TITLE 33. INSURANCE AND INSURANCE COMPANIES

CHAPTER 22. DISABILITY INSURANCE

Part 9. Medicare Supplement Insurance Minimum Standards

Definitions

33-22-903. Definitions. As used in this part, the following definitions apply:

(1) "Applicant" means:

(a) in the case of an individual medicare supplement policy, the person who seeks to contract for insurance benefits; and

(b) in the case of a group medicare supplement policy, the proposed certificate holder.

(2) "Certificate" means a certificate delivered or issued for delivery in this state under a group medicare supplement policy.

(3) "Certificate form" means the form on which the certificate is delivered or issued for delivery by the issuer.

(4) "Entity" means an insurer as defined in 33-1-201, a health service corporation as defined in 33-30-101, and a health maintenance organization as defined in 33-31-102.
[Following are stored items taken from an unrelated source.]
//! Merge engine
//!
//! Collapses sibling JSON values (usually the elements of one array) into a
//! single representative value describing their union shape.
//!
//! Rules:
//! - the first non-null scalar wins, a later `null` never replaces it
//! - objects merge key by key, recursively, new keys appended in first-seen order
//! - an array of objects meeting an object merges into it
//! - arrays are reduced to their distinct non-object elements followed by one
//!   merged object holding every key seen in any object element

use serde_json::{Map, Value};

/// Merge a list of values into one representative value
///
/// For an array of objects this yields a single object with the union of
/// all keys. For scalars it yields the first non-null value.
pub fn merge(values: &[Value]) -> Value {
    values.iter().fold(Value::Null, merge_pair)
}

/// Fold `next` into the accumulated representative `acc`
pub fn merge_pair(acc: Value, next: &Value) -> Value {
    match (acc, next) {
        (acc, Value::Null) => acc,
        (Value::Null, next) => collapse(next),
        (Value::Object(mut a), Value::Object(b)) => {
            merge_into(&mut a, b);
            Value::Object(a)
        }
        (Value::Array(mut a), Value::Array(b)) => {
            a.extend(b.iter().cloned());
            Value::Array(merge_elements(&a))
        }
        // an array holding only objects folds into an object, either way round
        (Value::Object(mut a), Value::Array(b)) => {
            if let [Value::Object(b)] = merge_elements(b).as_slice() {
                merge_into(&mut a, b);
            }
            Value::Object(a)
        }
        (Value::Array(mut a), Value::Object(b)) => {
            if let [Value::Object(existing)] = a.as_mut_slice() {
                merge_into(existing, b);
            }
            Value::Array(a)
        }
        (acc, _) => acc,
    }
}

/// Rewrite a value so that every nested array is in representative form
pub fn collapse(value: &Value) -> Value {
    match value {
        Value::Object(map) => Value::Object(collapse_map(map)),
        Value::Array(elements) => Value::Array(merge_elements(elements)),
        other => other.clone(),
    }
}

/// Reduce array elements to their representative form
///
/// Distinct non-object elements keep first-seen order; all object elements
/// (including those of nested arrays that hold nothing but one object) are
/// merged into a single object placed last.
pub fn merge_elements(elements: &[Value]) -> Vec<Value> {
    let mut others: Vec<Value> = Vec::new();
    let mut object: Option<Map<String, Value>> = None;

    for element in elements {
        match element {
            Value::Object(map) => fold_object(&mut object, map),
            Value::Array(inner) => {
                let inner = merge_elements(inner);
                match inner.as_slice() {
                    [Value::Object(map)] => fold_object(&mut object, map),
                    _ => push_distinct(&mut others, Value::Array(inner)),
                }
            }
            scalar => push_distinct(&mut others, scalar.clone()),
        }
    }

    if let Some(object) = object {
        others.push(Value::Object(object));
    }
    others
}

fn collapse_map(map: &Map<String, Value>) -> Map<String, Value> {
    map.iter().map(|(k, v)| (k.clone(), collapse(v))).collect()
}

fn merge_into(target: &mut Map<String, Value>, source: &Map<String, Value>) {
    for (key, value) in source {
        match target.get_mut(key) {
            Some(slot) => {
                let current = std::mem::take(slot);
                *slot = merge_pair(current, value);
            }
            None => {
                target.insert(key.clone(), collapse(value));
            }
        }
    }
}

fn fold_object(acc: &mut Option<Map<String, Value>>, map: &Map<String, Value>) {
    match acc {
        Some(existing) => merge_into(existing, map),
        None => *acc = Some(collapse_map(map)),
    }
}

fn push_distinct(values: &mut Vec<Value>, value: Value) {
    if !values.contains(&value) {
        values.push(value);
    }
}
(5) "Health care expenses":

(a) means expenses of a health maintenance organization associated with the delivery of health care services that are analogous to incurred losses of an insurer;

(b) does not include home office and overhead costs, advertising costs, commissions and other acquisition costs, taxes, capital costs, administrative costs, or claims processing costs.

(6) "Issuer" includes insurance companies, fraternal benefit societies, health care service plans, health maintenance organizations, and any entity delivering or issuing for delivery in this state medicare supplement policies or certificates.
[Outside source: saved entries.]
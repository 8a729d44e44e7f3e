//! Language profile types

use crate::error::{Error, Result};
use crate::syntax;
use crate::types::TypeTag;
use serde::{Deserialize, Serialize};

/// Target type string for each lattice tag
///
/// Entries may contain macros (`"*{{ Name.PascalCase }}"`); they are
/// rendered against the node being typed. The string refinements fall back
/// to the `string` entry when absent.
#[derive(Debug, Clone, Default, PartialEq, Eq, Serialize, Deserialize)]
#[serde(rename_all = "camelCase")]
pub struct TypeMapping {
    #[serde(default)]
    pub null: String,
    #[serde(default)]
    pub bool: String,
    #[serde(default)]
    pub int: String,
    #[serde(default)]
    pub float: String,
    #[serde(default)]
    pub string: String,
    #[serde(default)]
    pub object: String,
    #[serde(default)]
    pub array: String,
    #[serde(default)]
    pub array_bool: String,
    #[serde(default)]
    pub array_int: String,
    #[serde(default)]
    pub array_float: String,
    #[serde(default)]
    pub array_string: String,
    #[serde(default)]
    pub array_object: String,

    #[serde(default, skip_serializing_if = "Option::is_none")]
    pub date: Option<String>,
    #[serde(default, skip_serializing_if = "Option::is_none")]
    pub time: Option<String>,
    #[serde(default, skip_serializing_if = "Option::is_none")]
    pub date_time: Option<String>,
    #[serde(default, skip_serializing_if = "Option::is_none")]
    pub duration: Option<String>,
}

impl TypeMapping {
    /// Mapping entry for a tag
    pub fn get(&self, tag: TypeTag) -> &str {
        match tag {
            TypeTag::Null => &self.null,
            TypeTag::Bool => &self.bool,
            TypeTag::Int => &self.int,
            TypeTag::Float => &self.float,
            TypeTag::String => &self.string,
            TypeTag::Object => &self.object,
            TypeTag::Array => &self.array,
            TypeTag::ArrayBool => &self.array_bool,
            TypeTag::ArrayInt => &self.array_int,
            TypeTag::ArrayFloat => &self.array_float,
            TypeTag::ArrayString => &self.array_string,
            TypeTag::ArrayObject => &self.array_object,
            TypeTag::Date => self.date.as_deref().unwrap_or(&self.string),
            TypeTag::Time => self.time.as_deref().unwrap_or(&self.string),
            TypeTag::DateTime => self.date_time.as_deref().unwrap_or(&self.string),
            TypeTag::Duration => self.duration.as_deref().unwrap_or(&self.string),
        }
    }

    /// Every base tag must map to a non-empty string with balanced macros
    pub fn validate(&self, field: &str) -> Result<()> {
        for tag in TypeTag::BASE {
            let entry = self.get(tag);
            if entry.trim().is_empty() {
                return Err(Error::missing_field(format!("{field}.{tag}")));
            }
            syntax::validate(entry)
                .map_err(|e| Error::invalid_value(format!("{field}.{tag}"), e.to_string()))?;
        }
        Ok(())
    }
}

/// Everything needed to emit code for one target language
#[derive(Debug, Clone, PartialEq, Eq, Serialize, Deserialize)]
#[serde(rename_all = "camelCase")]
pub struct LangProfile {
    /// Short identifier used on the command line ("go", "php")
    pub code: String,

    /// Human readable name
    #[serde(default)]
    pub name: String,

    /// Appended to every generated file name (".go")
    #[serde(default)]
    pub file_extension: String,

    /// Emit one file per object class instead of a single file
    #[serde(default, alias = "splitObjectByFiles")]
    pub split_by_files: bool,

    #[serde(default)]
    pub type_mapping: TypeMapping,

    /// Types for doc comments; defaults to a copy of `type_mapping`
    #[serde(default, skip_serializing_if = "Option::is_none")]
    pub type_doc_mapping: Option<TypeMapping>,

    /// Applied to the prefixed/suffixed PascalCase key to get a class name
    #[serde(default)]
    pub class_name_template: String,

    /// Applied to a class node to get its file name (before the extension)
    #[serde(default)]
    pub file_name_template: String,
}

impl LangProfile {
    /// Check required fields and macro balance of every template
    pub fn validate(&self) -> Result<()> {
        if self.code.trim().is_empty() {
            return Err(Error::missing_field("langSettings.code"));
        }

        self.type_mapping.validate("langSettings.typeMapping")?;
        if let Some(doc) = &self.type_doc_mapping {
            doc.validate("langSettings.typeDocMapping")?;
        }

        for (field, template) in [
            ("langSettings.classNameTemplate", &self.class_name_template),
            ("langSettings.fileNameTemplate", &self.file_name_template),
        ] {
            syntax::validate(template).map_err(|e| Error::invalid_value(field, e.to_string()))?;
        }
        Ok(())
    }

    /// Fill in the doc mapping with an independent copy of the type mapping
    #[must_use]
    pub fn with_resolved_doc_mapping(mut self) -> Self {
        if self.type_doc_mapping.is_none() {
            self.type_doc_mapping = Some(self.type_mapping.clone());
        }
        self
    }

    /// Mapping used for doc types
    pub fn doc_mapping(&self) -> &TypeMapping {
        self.type_doc_mapping.as_ref().unwrap_or(&self.type_mapping)
    }

    /// File extension with a leading dot, or empty
    pub fn extension(&self) -> String {
        let ext = self.file_extension.trim();
        if ext.is_empty() || ext.starts_with('.') {
            ext.to_string()
        } else {
            format!(".{ext}")
        }
    }

    /// Display name, falling back to the code
    pub fn display_name(&self) -> &str {
        if self.name.is_empty() {
            &self.code
        } else {
            &self.name
        }
    }
}
//! Common types used throughout gendata
//!
//! This module contains the type lattice tags and other small enums
//! shared across the schema, formatting and CLI layers.

use serde::{Deserialize, Serialize};

// ============================================================================
// Type Tags
// ============================================================================

/// Inferred type of a schema node
///
/// The first twelve variants form the base lattice. `Date`, `Time`,
/// `DateTime` and `Duration` are string refinements that are only produced
/// when string subtype detection is switched on.
#[derive(Debug, Clone, Copy, PartialEq, Eq, Hash, PartialOrd, Ord, Serialize, Deserialize)]
#[serde(rename_all = "camelCase")]
pub enum TypeTag {
    Null,
    Bool,
    Int,
    Float,
    String,
    Object,
    Array,
    ArrayBool,
    ArrayInt,
    ArrayFloat,
    ArrayString,
    ArrayObject,
    Date,
    Time,
    DateTime,
    Duration,
}

impl TypeTag {
    /// The base lattice, in the order profiles list their mappings
    pub const BASE: [TypeTag; 12] = [
        TypeTag::Null,
        TypeTag::Bool,
        TypeTag::Int,
        TypeTag::Float,
        TypeTag::String,
        TypeTag::Object,
        TypeTag::Array,
        TypeTag::ArrayBool,
        TypeTag::ArrayInt,
        TypeTag::ArrayFloat,
        TypeTag::ArrayString,
        TypeTag::ArrayObject,
    ];

    /// String refinements
    pub const EXTENDED: [TypeTag; 4] = [
        TypeTag::Date,
        TypeTag::Time,
        TypeTag::DateTime,
        TypeTag::Duration,
    ];

    /// Wire name of the tag (matches the profile's typeMapping keys)
    pub fn as_str(self) -> &'static str {
        match self {
            TypeTag::Null => "null",
            TypeTag::Bool => "bool",
            TypeTag::Int => "int",
            TypeTag::Float => "float",
            TypeTag::String => "string",
            TypeTag::Object => "object",
            TypeTag::Array => "array",
            TypeTag::ArrayBool => "arrayBool",
            TypeTag::ArrayInt => "arrayInt",
            TypeTag::ArrayFloat => "arrayFloat",
            TypeTag::ArrayString => "arrayString",
            TypeTag::ArrayObject => "arrayObject",
            TypeTag::Date => "date",
            TypeTag::Time => "time",
            TypeTag::DateTime => "dateTime",
            TypeTag::Duration => "duration",
        }
    }

    /// Any of the array tags
    pub fn is_array(self) -> bool {
        matches!(
            self,
            TypeTag::Array
                | TypeTag::ArrayBool
                | TypeTag::ArrayInt
                | TypeTag::ArrayFloat
                | TypeTag::ArrayString
                | TypeTag::ArrayObject
        )
    }

    /// A plain object (arrays of objects are not objects)
    pub fn is_object(self) -> bool {
        self == TypeTag::Object
    }

    /// Nodes with this tag carry children and become classes
    pub fn is_composite(self) -> bool {
        matches!(self, TypeTag::Object | TypeTag::ArrayObject)
    }
}

impl std::fmt::Display for TypeTag {
    fn fmt(&self, f: &mut std::fmt::Formatter<'_>) -> std::fmt::Result {
        f.write_str(self.as_str())
    }
}

// ============================================================================
// Data Format
// ============================================================================

/// Format of the sample data
#[derive(Debug, Clone, Copy, PartialEq, Eq, Default, Serialize, Deserialize)]
#[serde(rename_all = "lowercase")]
pub enum DataFormat {
    #[default]
    Json,
}

impl std::str::FromStr for DataFormat {
    type Err = crate::error::Error;

    fn from_str(s: &str) -> crate::error::Result<Self> {
        match s.trim().to_ascii_lowercase().as_str() {
            "" | "json" => Ok(DataFormat::Json),
            other => Err(crate::error::Error::UnsupportedDataFormat {
                format: other.to_string(),
            }),
        }
    }
}

// ============================================================================
// Log Level
// ============================================================================

/// Log level for the CLI
#[derive(Debug, Clone, Copy, PartialEq, Eq, Serialize, Deserialize, clap::ValueEnum)]
#[serde(rename_all = "UPPERCASE")]
pub enum LogLevel {
    Trace,
    Debug,
    Info,
    Warn,
    Error,
}

impl From<LogLevel> for tracing::Level {
    fn from(level: LogLevel) -> Self {
        match level {
            LogLevel::Trace => tracing::Level::TRACE,
            LogLevel::Debug => tracing::Level::DEBUG,
            LogLevel::Info => tracing::Level::INFO,
            LogLevel::Warn => tracing::Level::WARN,
            LogLevel::Error => tracing::Level::ERROR,
        }
    }
}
(7) "Medicare" means Health Insurance for the Aged, Title XVIII of the Social Security Amendments of 1965, as then constituted or later amended.
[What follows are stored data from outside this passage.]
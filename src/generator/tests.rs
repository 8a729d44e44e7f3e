//! Generator tests

use super::*;
use crate::config::GenerateConfig;
use pretty_assertions::assert_eq;
use std::time::Duration;
use test_case::test_case;

const PROPS_TEMPLATE: &str = "{{Properties}}{{ Name.PascalCase }} {{ Type }};{{/Properties}}";

fn generator() -> Generator {
    Generator::with_builtin_profiles().unwrap()
}

fn go_request(tmpl: &str, data: &str) -> GenerateRequest {
    GenerateRequest::new(tmpl, data, GenerateConfig::for_lang("go"))
}

#[test]
fn test_generate_single_file() {
    let response = generator()
        .generate(&go_request(
            PROPS_TEMPLATE,
            r#"[{"id":1,"tags":["go"]},{"id":2,"tags":["php"]}]"#,
        ))
        .unwrap();

    assert_eq!(response.rendered_files.len(), 1);
    assert_eq!(response.rendered_files[0].file_name, "root_class.go");
    assert_eq!(response.rendered_files[0].content, "Id int;Tags []string;");
}

#[test]
fn test_generate_is_deterministic() {
    let request = go_request(
        "{{Properties}}{{Name}}:{{Type}}\n{{/Properties}}",
        r#"{"z": 1, "a": {"b": [1.5, 2]}, "m": [{"x": null}, {"x": "s"}]}"#,
    );
    let first = generator().generate(&request).unwrap();
    let second = generator().generate(&request).unwrap();
    assert_eq!(first.rendered_files, second.rendered_files);
}

#[test]
fn test_split_by_files() {
    let template = "<?php\n{{SPLIT}}\nclass {{Name}}\n{\n{{Properties}}    public {{Type}} ${{Name.CamelCase}};\n{{/Properties}}}\n{{/SPLIT}}\n";
    let request = GenerateRequest::new(
        template,
        r#"{"id": 1, "owner": {"name": "x"}}"#,
        GenerateConfig::for_lang("php"),
    );

    let response = generator().generate(&request).unwrap();
    let names: Vec<_> = response
        .rendered_files
        .iter()
        .map(|f| f.file_name.as_str())
        .collect();
    assert_eq!(names, vec!["RootClass.php", "Owner.php"]);

    let owner = response.file("Owner.php").unwrap();
    // block tags trim the whitespace in front of them
    assert_eq!(owner.content, "class Owner\n{    public string $name;}\n");
}

#[test]
fn test_split_disabled_yields_one_file() {
    let request = go_request("{{SPLIT}}{{Name}}{{/SPLIT}}", r#"{"a": {"b": 1}}"#);
    let response = generator().generate(&request).unwrap();
    assert_eq!(response.rendered_files.len(), 1);
    assert_eq!(response.rendered_files[0].content, "RootClass");
}

#[test_case("", "{}", "template is empty" ; "empty template")]
#[test_case("  \n", "{}", "template is empty" ; "blank template")]
#[test_case("{{Name}}", "", "data is empty" ; "empty data")]
#[test_case("{{Properties}}", "{}", "need close '{{/Properties}}'" ; "unbalanced template")]
#[test_case("{{Name}}", "{not json", "Failed to parse JSON" ; "bad json")]
#[test_case("{{Name}}", "42", "expected a JSON object or array" ; "scalar root")]
fn test_generate_errors(tmpl: &str, data: &str, expected: &str) {
    let err = generator().generate(&go_request(tmpl, data)).unwrap_err();
    assert!(
        err.to_string().contains(expected),
        "expected '{expected}' in '{err}'"
    );
}

#[test]
fn test_unknown_language() {
    let request = GenerateRequest::new("{{Name}}", "{}", GenerateConfig::for_lang("cobol"));
    let err = generator().generate(&request).unwrap_err();
    assert!(err.to_string().contains("\"cobol\" is not supported"));
}

#[test]
fn test_unsupported_data_format() {
    let mut config = GenerateConfig::for_lang("go");
    config.data_format = "yaml".into();
    let err = generator()
        .generate(&GenerateRequest::new("{{Name}}", "{}", config))
        .unwrap_err();
    assert!(matches!(err, Error::UnsupportedDataFormat { .. }));
}

#[test]
fn test_response_serializes_render_time_as_nanos() {
    let response = GenerateResponse {
        rendered_files: vec![RenderedFile {
            file_name: "a.go".into(),
            content: "x".into(),
        }],
        render_time: Duration::from_micros(3),
    };
    let json = serde_json::to_value(&response).unwrap();
    assert_eq!(json["renderTime"], 3000);
    assert_eq!(json["renderedFiles"][0]["fileName"], "a.go");

    let back: GenerateResponse = serde_json::from_value(json).unwrap();
    assert_eq!(back, response);
}

#[test]
fn test_generate_from_files() {
    let dir = tempfile::tempdir().unwrap();
    let tmpl = dir.path().join("struct.tmpl");
    let data = dir.path().join("sample.json");
    let config = dir.path().join("gendata.yaml");
    std::fs::write(&tmpl, PROPS_TEMPLATE).unwrap();
    std::fs::write(&data, r#"{"user_id": 7}"#).unwrap();
    std::fs::write(&config, "lang: go1.20\nrootClassName: Event\n").unwrap();

    let response = generator()
        .generate_from_files(&GenerateFileRequest {
            tmpl_file: tmpl,
            data_file: data,
            config_file: Some(config),
            config: GenerateConfig::default(),
        })
        .unwrap();

    assert_eq!(response.rendered_files[0].file_name, "event.go");
    assert_eq!(response.rendered_files[0].content, "UserId int;");
}

#[test]
fn test_generate_from_missing_file() {
    let err = generator()
        .generate_from_files(&GenerateFileRequest {
            tmpl_file: "/nonexistent/t.tmpl".into(),
            data_file: "/nonexistent/d.json".into(),
            config_file: None,
            config: GenerateConfig::for_lang("go"),
        })
        .unwrap_err();
    assert!(matches!(err, Error::FileNotFound { .. }));
}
(8) "Medicare supplement policy" means a group or individual policy of disability insurance or a subscriber contract of a health service corporation, other than a policy issued pursuant to a contract under 42 U.S.C. 1395ss(g)(1), or a policy issued under a demonstration project authorized pursuant to amendments to the federal Social Security Act, that is advertised, marketed, or designed primarily as a supplement to reimbursements under medicare for the hospital, medical, or surgical expenses of persons eligible for medicare. The term does not include:

(a) a policy or contract of one or more employers or labor organizations or of the trustees of a fund established by one or more employers or labor organizations, or a combination of employers, organizations, and trustees, for employees or former employees, or a combination of current and former employees, or for members or former members, or a combination of current and former members, of the labor organizations; or

(b) individual policies or contracts issued pursuant to a conversion privilege under a policy or contract of group or individual insurance when the group or individual policy or contract includes provisions that are inconsistent with the requirements of this part or policies issued to employees or members as additions to franchise plans in existence on April 8, 1981.

(9) "Policy form" means the form on which the policy is delivered or issued for delivery by the issuer.

History: En. Sec. 3, Ch. 298, L. 1981; amd. Sec. 2, Ch. 682, L. 1989; amd. Sec. 2, Ch. 163, L. 1993; amd. Sec. 31, Ch. 531, L. 1997.